Her two best friends were among the 157 girls who died when a two-story building at the Government Girls' College in Muzaffarabad collapsed on Oct. 8 last year.
"It's an unknown fear. I'm not even quite sure what I'm afraid of, but I know I don't want to go into the buildings," she said.
Teachers too have faced their demons. Zina Tasnam, who spent three hours trapped in the wreckage, has only just returned to work at the college in the capital of Pakistani-administered Kashmir.
"I can remember the feeling of the dying girls under me," said Zina, dabbing her eyes with her headscarf. "I could feel their bodies in the dark. I felt they were alive. Then I felt they were no longer alive."
Like most of the nearly 8,000 schools destroyed by the quake, the girls' college now consists of little but a few ragged tents.
A Turkish aid group has just built an earthquake-proof new classroom block, but acting principal Syeda Kosar says many of the college's gray-veiled girls are too frightened to use it yet.
Children accounted for almost half of the 73,000 people in Pakistan who died in last year's 7.6-magnitude earthquake, and most were in school when they perished. Thousands of teachers were also killed.
At the time Pakistani officials spoke of a "whole generation" being lost.
Some 1,700 aftershocks, some of them stronger than 6.0 on the Richter scale, have terrorized the survivors.
In the past six months, getting children back to school has been a top priority -- partly to avoid disrupting their education, and partly to return some normality to the shattered lives of young people who in many cases lost siblings or parents.
The Save the Children charity organization says that some 300,000 Pakistani youngsters remain "desperate" to return to school. But getting them there throws up many problems.
Many schools in the disaster zone reopened around one month after the earthquake but all of them have had meager resources.
At the Ali Akbar Awan state-run boys' school in Muzaffarabad, another set of Turkish-built classrooms is set to be inaugurated next week, says relieved headmaster Abdur Rauf Jadoon. Four of his pupils and a teacher died.
"They were scared to come back to school and are still scared of the classrooms. But they are very brave," he said. "It was difficult to teach in tents in winter. We are very grateful for these new buildings."
One of the biggest challenges has been to educate hundreds of thousands of children who fled their devastated villages in the mountains and came to live in vast tent camps in the cities.
Temporary tent schools using "school in a box" kits from the UN children's fund UNICEF sprang up in the camps, providing basic education for 75,000 children.
Hardline Islamic groups, including some known for fighting against Indian rule in its part of Kashmir, have also set up schools.
"We have built some 33 shelter schools and other institutions, and we have distributed books, bags and uniforms," said Ghulamullah Azad, Kashmir spokesman for Jamaat-ud-Dawa, the political wing of the banned militant group Lashkar-e-Taiba.
However, many tent schools are closing down as quake refugees start to return home. Pakistani authorities fixed March 31 as the deadline for the end of relief operations and the beginning of the rebuilding phase.

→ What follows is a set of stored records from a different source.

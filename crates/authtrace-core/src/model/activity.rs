//! Activity records.
//!
//! An [`Activity`] is created once per ingested commit and is immutable
//! afterwards except for its two promotion fields. It owns its concept
//! changes, which in turn own their component changes.

use serde::{Deserialize, Serialize};

use super::{ActivityType, ChangeType, ComponentSubType, ComponentType};
use crate::branch;

/// One recorded commit against a branch.
#[derive(Debug, Clone, PartialEq, Eq, Serialize, Deserialize)]
#[serde(rename_all = "camelCase")]
pub struct Activity {
    /// Content-addressed id (`act-<hex>`).
    pub id: String,
    /// Username of the committing author.
    pub user: String,
    /// Branch the commit landed on.
    pub branch: String,
    /// The other side of a merge (promotion / rebase only).
    #[serde(skip_serializing_if = "Option::is_none")]
    pub source_branch: Option<String>,
    pub activity_type: ActivityType,
    /// Commit time, epoch milliseconds.
    pub commit_date: i64,
    /// Most-ancestral branch this activity's content has reached.
    ///
    /// Always `branch` or a strict ancestor of it.
    pub highest_promoted_branch: String,
    /// When the content first left `branch`, epoch milliseconds.
    ///
    /// Set iff `highest_promoted_branch != branch`.
    #[serde(skip_serializing_if = "Option::is_none")]
    pub promotion_date: Option<i64>,
    /// Changed concepts, sorted by concept id.
    #[serde(default)]
    pub concept_changes: Vec<ConceptChange>,
}

impl Activity {
    /// Create an unpromoted activity.
    #[must_use]
    pub fn new(
        id: impl Into<String>,
        user: impl Into<String>,
        branch: impl Into<String>,
        activity_type: ActivityType,
        commit_date: i64,
    ) -> Self {
        let branch = branch.into();
        Self {
            id: id.into(),
            user: user.into(),
            highest_promoted_branch: branch.clone(),
            branch,
            source_branch: None,
            activity_type,
            commit_date,
            promotion_date: None,
            concept_changes: Vec::new(),
        }
    }

    #[must_use]
    pub fn with_source_branch(mut self, source: impl Into<String>) -> Self {
        self.source_branch = Some(source.into());
        self
    }

    #[must_use]
    pub fn with_concept_changes(mut self, mut changes: Vec<ConceptChange>) -> Self {
        changes.sort_by(|a, b| a.concept_id.cmp(&b.concept_id));
        self.concept_changes = changes;
        self
    }

    /// True once the content has been promoted above its own branch.
    #[must_use]
    pub fn is_promoted(&self) -> bool {
        self.highest_promoted_branch != self.branch
    }

    /// Check the promotion-field invariant.
    #[must_use]
    pub fn promotion_fields_consistent(&self) -> bool {
        let reachable = self.highest_promoted_branch == self.branch
            || branch::is_ancestor(&self.highest_promoted_branch, &self.branch);
        reachable && (self.promotion_date.is_some() == self.is_promoted())
    }

    /// Total number of component changes across all concepts.
    #[must_use]
    pub fn component_change_count(&self) -> usize {
        self.concept_changes
            .iter()
            .map(|c| c.component_changes.len())
            .sum()
    }

    /// Iterate every component change with its owning concept id.
    pub fn component_changes(&self) -> impl Iterator<Item = (&str, &ComponentChange)> {
        self.concept_changes.iter().flat_map(|concept| {
            concept
                .component_changes
                .iter()
                .map(move |change| (concept.concept_id.as_str(), change))
        })
    }
}

/// The component changes one commit made to a single concept.
#[derive(Debug, Clone, PartialEq, Eq, Serialize, Deserialize)]
#[serde(rename_all = "camelCase")]
pub struct ConceptChange {
    pub concept_id: String,
    /// Unique by `component_id`.
    pub component_changes: Vec<ComponentChange>,
}

impl ConceptChange {
    #[must_use]
    pub fn new(concept_id: impl Into<String>) -> Self {
        Self {
            concept_id: concept_id.into(),
            component_changes: Vec::new(),
        }
    }

    /// Add a component change unless one for the same component id is
    /// already present. Returns `false` when the change was collapsed.
    pub fn add_first(&mut self, change: ComponentChange) -> bool {
        if self
            .component_changes
            .iter()
            .any(|existing| existing.component_id == change.component_id)
        {
            return false;
        }
        self.component_changes.push(change);
        true
    }
}

/// A single component edit.
#[derive(Debug, Clone, PartialEq, Eq, Hash, Serialize, Deserialize)]
#[serde(rename_all = "camelCase")]
pub struct ComponentChange {
    pub component_id: String,
    pub change_type: ChangeType,
    pub component_type: ComponentType,
    #[serde(skip_serializing_if = "Option::is_none")]
    pub component_sub_type: Option<ComponentSubType>,
    /// The component has no published effective time (pending change).
    pub effective_time_null: bool,
}

impl ComponentChange {
    #[must_use]
    pub fn new(
        component_id: impl Into<String>,
        change_type: ChangeType,
        component_type: ComponentType,
        effective_time_null: bool,
    ) -> Self {
        Self {
            component_id: component_id.into(),
            change_type,
            component_type,
            component_sub_type: None,
            effective_time_null,
        }
    }

    #[must_use]
    pub fn with_sub_type(mut self, sub_type: ComponentSubType) -> Self {
        self.component_sub_type = Some(sub_type);
        self
    }

    /// True for a classifier-produced inferred relationship edit.
    #[must_use]
    pub fn is_inferred_relationship(&self) -> bool {
        self.component_type == ComponentType::Relationship
            && self.component_sub_type == Some(ComponentSubType::Inferred)
    }

    /// Whether this change leaves the component pending (unreleased).
    ///
    /// Deletions and changes whose component carries a published effective
    /// time resolve the pending state instead.
    #[must_use]
    pub fn marks_pending(&self) -> bool {
        self.effective_time_null && self.change_type != ChangeType::Delete
    }
}
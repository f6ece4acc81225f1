use anyhow::Result;
use authtrace_core::summary::{ChangeSummary, ChangeSummaryEngine, ComponentIdMap, SummaryRequest};
use clap::Args;
use std::io::{self, Write};

use super::{Context, Timestamp};
use crate::output::{format_timestamp, fail, pretty_section, render_mode};

#[derive(Args, Debug)]
pub struct SummaryArgs {
    /// Branch to report on.
    pub branch: String,

    /// Override the branch's baseline (epoch ms or RFC 3339).
    #[arg(long)]
    pub base: Option<Timestamp>,

    /// Upper bound of the report (epoch ms or RFC 3339; default now).
    #[arg(long)]
    pub head: Option<Timestamp>,

    /// Skip changes made directly on the branch.
    #[arg(long)]
    pub exclude_own: bool,

    /// Skip changes promoted into the branch from its children.
    #[arg(long)]
    pub exclude_promoted: bool,

    /// Skip changes inherited from ancestors.
    #[arg(long)]
    pub exclude_rebased: bool,
}

impl SummaryArgs {
    pub fn request(&self) -> SummaryRequest {
        SummaryRequest {
            branch: self.branch.clone(),
            base: self.base.map(|t| t.0),
            head: self.head.map(|t| t.0),
            include_own: !self.exclude_own,
            include_promoted_in: !self.exclude_promoted,
            include_inherited: !self.exclude_rebased,
        }
    }
}

/// Execute `authtrace summary`.
///
/// # Errors
///
/// Returns an error when the store is missing, the window is inverted or a
/// query fails.
pub fn run_summary(args: &SummaryArgs, ctx: &Context) -> Result<()> {
    let conn = ctx.open_existing()?;
    let engine = ChangeSummaryEngine::new(&conn).with_page_ceiling(ctx.config.store.page_ceiling);
    let summary = engine
        .summarize(&args.request())
        .map_err(|err| fail(ctx.output, err.code(), format!("{err:#}")))?;

    render_mode(
        ctx.output,
        &summary,
        |s, w| write_id_map(w, &s.component_changes),
        |s, w| render_pretty(&args.branch, s, w),
    )
}

/// `TYPE<TAB>id` lines, grouped by component type.
pub fn write_id_map(w: &mut dyn Write, ids: &ComponentIdMap) -> io::Result<()> {
    for (component_type, set) in ids {
        for id in set {
            writeln!(w, "{component_type}\t{id}")?;
        }
    }
    Ok(())
}

fn render_pretty(branch: &str, summary: &ChangeSummary, w: &mut dyn Write) -> io::Result<()> {
    pretty_section(w, &format!("Pending changes on {branch}"))?;
    if summary.component_changes.is_empty() {
        writeln!(w, "(none)")?;
    }
    for (component_type, ids) in &summary.component_changes {
        writeln!(w, "{component_type} ({})", ids.len())?;
        for id in ids {
            writeln!(w, "  {id}")?;
        }
    }
    if !summary.changes_not_at_task_level.is_empty() {
        writeln!(w)?;
        pretty_section(w, "Content changes made outside a task")?;
        for activity in &summary.changes_not_at_task_level {
            writeln!(
                w,
                "{}  {} on {} at {}",
                activity.id,
                activity.user,
                activity.branch,
                format_timestamp(activity.commit_date)
            )?;
        }
    }
    if summary.truncated {
        writeln!(w)?;
        writeln!(w, "warning: a query hit the page ceiling; the report may be incomplete")?;
    }
    Ok(())
}
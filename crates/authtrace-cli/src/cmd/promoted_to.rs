use anyhow::Result;
use authtrace_core::db::query::find_by_highest_promoted_branch;
use clap::Args;
use std::io::Write;

use super::Context;
use super::activities::write_activity_line;
use crate::output::{format_timestamp, pretty_section, render_mode};

#[derive(Args, Debug)]
pub struct PromotedToArgs {
    /// Branch the activities were promoted up to.
    pub branch: String,
}

/// Execute `authtrace promoted-to`.
///
/// # Errors
///
/// Returns an error when the store is missing or the query fails.
pub fn run_promoted_to(args: &PromotedToArgs, ctx: &Context) -> Result<()> {
    let conn = ctx.open_existing()?;
    let activities = find_by_highest_promoted_branch(&conn, &args.branch)?;

    render_mode(
        ctx.output,
        &activities,
        |list, w| {
            for activity in list {
                write_activity_line(w, activity)?;
            }
            Ok(())
        },
        |list, w| {
            pretty_section(w, &format!("Promoted to {} ({})", args.branch, list.len()))?;
            for activity in list {
                let promoted = activity
                    .promotion_date
                    .map_or_else(|| "-".to_string(), format_timestamp);
                writeln!(
                    w,
                    "{}  {:<16} from {:<32} promoted {promoted}",
                    activity.id, activity.user, activity.branch
                )?;
            }
            Ok(())
        },
    )
}
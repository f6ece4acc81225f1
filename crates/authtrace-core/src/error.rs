use std::fmt;

/// Machine-readable error codes for operator and automation decisions.
#[derive(Debug, Clone, Copy, PartialEq, Eq, Hash)]
pub enum ErrorCode {
    StoreNotInitialized,
    ConfigParseError,
    MalformedMessage,
    InvalidEnumValue,
    ActivityNotFound,
    InvalidTimeWindow,
    StoreUnavailable,
    StoreWriteFailed,
    ArchiveUnreadable,
    LockContention,
    InternalUnexpected,
}

impl ErrorCode {
    /// Stable code identifier (`E####`) for machine parsing.
    #[must_use]
    pub const fn code(self) -> &'static str {
        match self {
            Self::StoreNotInitialized => "E1001",
            Self::ConfigParseError => "E1002",
            Self::MalformedMessage => "E2001",
            Self::InvalidEnumValue => "E2002",
            Self::ActivityNotFound => "E2003",
            Self::InvalidTimeWindow => "E2004",
            Self::StoreUnavailable => "E3001",
            Self::StoreWriteFailed => "E3002",
            Self::ArchiveUnreadable => "E4001",
            Self::LockContention => "E5001",
            Self::InternalUnexpected => "E9001",
        }
    }

    /// Short human-facing summary for logs and terminal output.
    #[must_use]
    pub const fn message(self) -> &'static str {
        match self {
            Self::StoreNotInitialized => "Activity store not initialized",
            Self::ConfigParseError => "Config file parse error",
            Self::MalformedMessage => "Malformed commit message",
            Self::InvalidEnumValue => "Unknown component or change type",
            Self::ActivityNotFound => "Activity not found",
            Self::InvalidTimeWindow => "Invalid time window",
            Self::StoreUnavailable => "Activity store unavailable",
            Self::StoreWriteFailed => "Activity store write failed",
            Self::ArchiveUnreadable => "Delta archive unreadable",
            Self::LockContention => "Lock contention",
            Self::InternalUnexpected => "Internal unexpected error",
        }
    }

    /// Optional remediation hint that can be surfaced to operators.
    #[must_use]
    pub const fn hint(self) -> Option<&'static str> {
        match self {
            Self::StoreNotInitialized => Some("Run `authtrace init` to create the activity store."),
            Self::ConfigParseError => Some("Fix syntax in authtrace.toml and retry."),
            Self::MalformedMessage => Some("The message was dropped; fix the producer payload."),
            Self::InvalidEnumValue => {
                Some("Use one of the documented componentType/changeType tokens.")
            }
            Self::ActivityNotFound => None,
            Self::InvalidTimeWindow => Some("The base timestamp must not be after the head."),
            Self::StoreUnavailable => Some("Check the store path and file permissions."),
            Self::StoreWriteFailed => Some("The message will be redelivered; check disk space."),
            Self::ArchiveUnreadable => Some("Supply a zip archive of tab-separated delta files."),
            Self::LockContention => {
                Some("Another consumer holds the store lock; retry after it exits.")
            }
            Self::InternalUnexpected => Some("Retry once. If persistent, report a bug with logs."),
        }
    }
}

impl fmt::Display for ErrorCode {
    fn fmt(&self, f: &mut fmt::Formatter<'_>) -> fmt::Result {
        write!(f, "{}", self.code())
    }
}

#[cfg(test)]
mod tests {
    use super::ErrorCode;
    use std::collections::HashSet;

    #[test]
    fn all_codes_are_unique() {
        let all = [
            ErrorCode::StoreNotInitialized,
            ErrorCode::ConfigParseError,
            ErrorCode::MalformedMessage,
            ErrorCode::InvalidEnumValue,
            ErrorCode::ActivityNotFound,
            ErrorCode::InvalidTimeWindow,
            ErrorCode::StoreUnavailable,
            ErrorCode::StoreWriteFailed,
            ErrorCode::ArchiveUnreadable,
            ErrorCode::LockContention,
            ErrorCode::InternalUnexpected,
        ];

        let mut seen = HashSet::new();
        for code in all {
            assert!(seen.insert(code.code()), "duplicate code {}", code.code());
        }
    }

    #[test]
    fn code_format_is_machine_friendly() {
        let code = ErrorCode::MalformedMessage.code();
        assert_eq!(code.len(), 5);
        assert!(code.starts_with('E'));
        assert!(code.chars().skip(1).all(|c| c.is_ascii_digit()));
    }
}
//! E2E tests for error rendering: stable `E####` codes on stderr and a
//! non-zero exit status.

use assert_cmd::Command;
use predicates::prelude::*;
use serde_json::Value;
use std::path::Path;
use tempfile::TempDir;

fn at_cmd(dir: &Path) -> Command {
    let mut cmd = Command::new(assert_cmd::cargo::cargo_bin!("authtrace"));
    cmd.current_dir(dir);
    cmd.env("AUTHTRACE_LOG", "error");
    cmd.env_remove("AUTHTRACE_FORMAT");
    cmd
}

fn error_code(stderr: &[u8]) -> String {
    let body: Value = serde_json::Deserializer::from_slice(stderr)
        .into_iter::<Value>()
        .next()
        .expect("JSON error on stderr")
        .expect("valid JSON");
    body["error"]["error_code"]
        .as_str()
        .expect("error_code")
        .to_string()
}

#[test]
fn reads_require_an_initialized_store() {
    let dir = TempDir::new().expect("tempdir");
    let output = at_cmd(dir.path())
        .args(["summary", "MAIN", "--json"])
        .output()
        .expect("summary should not crash");
    assert!(!output.status.success());
    assert_eq!(error_code(&output.stderr), "E1001");
    assert!(!dir.path().join(".authtrace").exists());
}

#[test]
fn inverted_window_is_rejected() {
    let dir = TempDir::new().expect("tempdir");
    at_cmd(dir.path()).args(["init"]).assert().success();

    let output = at_cmd(dir.path())
        .args(["summary", "MAIN/PROJ", "--base", "200", "--head", "100", "--json"])
        .output()
        .expect("summary should not crash");
    assert!(!output.status.success());
    assert_eq!(error_code(&output.stderr), "E2004");
}

#[test]
fn unreadable_archive_is_reported() {
    let dir = TempDir::new().expect("tempdir");
    at_cmd(dir.path()).args(["init"]).assert().success();
    std::fs::write(dir.path().join("delta.zip"), b"not a zip").expect("write");

    let output = at_cmd(dir.path())
        .args(["archive-diff", "MAIN", "delta.zip", "--json"])
        .output()
        .expect("archive-diff should not crash");
    assert!(!output.status.success());
    assert_eq!(error_code(&output.stderr), "E4001");
}

#[test]
fn broken_config_is_reported_in_text_mode() {
    let dir = TempDir::new().expect("tempdir");
    std::fs::write(dir.path().join("authtrace.toml"), "[store\npath = 1").expect("write");

    at_cmd(dir.path())
        .args(["init", "--format", "text"])
        .assert()
        .failure()
        .stderr(predicate::str::contains("error[E1002]"));
}

#[test]
fn store_flag_overrides_default_location() {
    let dir = TempDir::new().expect("tempdir");
    at_cmd(dir.path())
        .args(["--store", "custom/store.db", "init"])
        .assert()
        .success();
    assert!(dir.path().join("custom/store.db").exists());
    assert!(!dir.path().join(".authtrace").exists());
}

#[test]
fn unknown_activity_type_is_a_usage_error() {
    let dir = TempDir::new().expect("tempdir");
    at_cmd(dir.path())
        .args(["activities", "--type", "MERGE"])
        .assert()
        .failure()
        .stderr(predicate::str::contains("MERGE"));
}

"It's getting warm and refugees are starting to return so we have to make sure we know what they are going back to in terms of schools, and also in terms of health and water facilities," UNICEF education officer Chiharu Kondo said.
An unexpected dividend from the tent schools is that many girls -- and some boys -- from conservative areas have started to attend school for the first time, she said.
Aid groups are devising ways of keeping these new students in school, including offering parents an incentive of extra cooking oil if they send their girls and even by ensuring separate toilets for both sexes, Kondo said.
But the most important task is to ensure that the new schools will be able to survive future earthquakes, she added.
"Our motto is to build back better," Kondo said.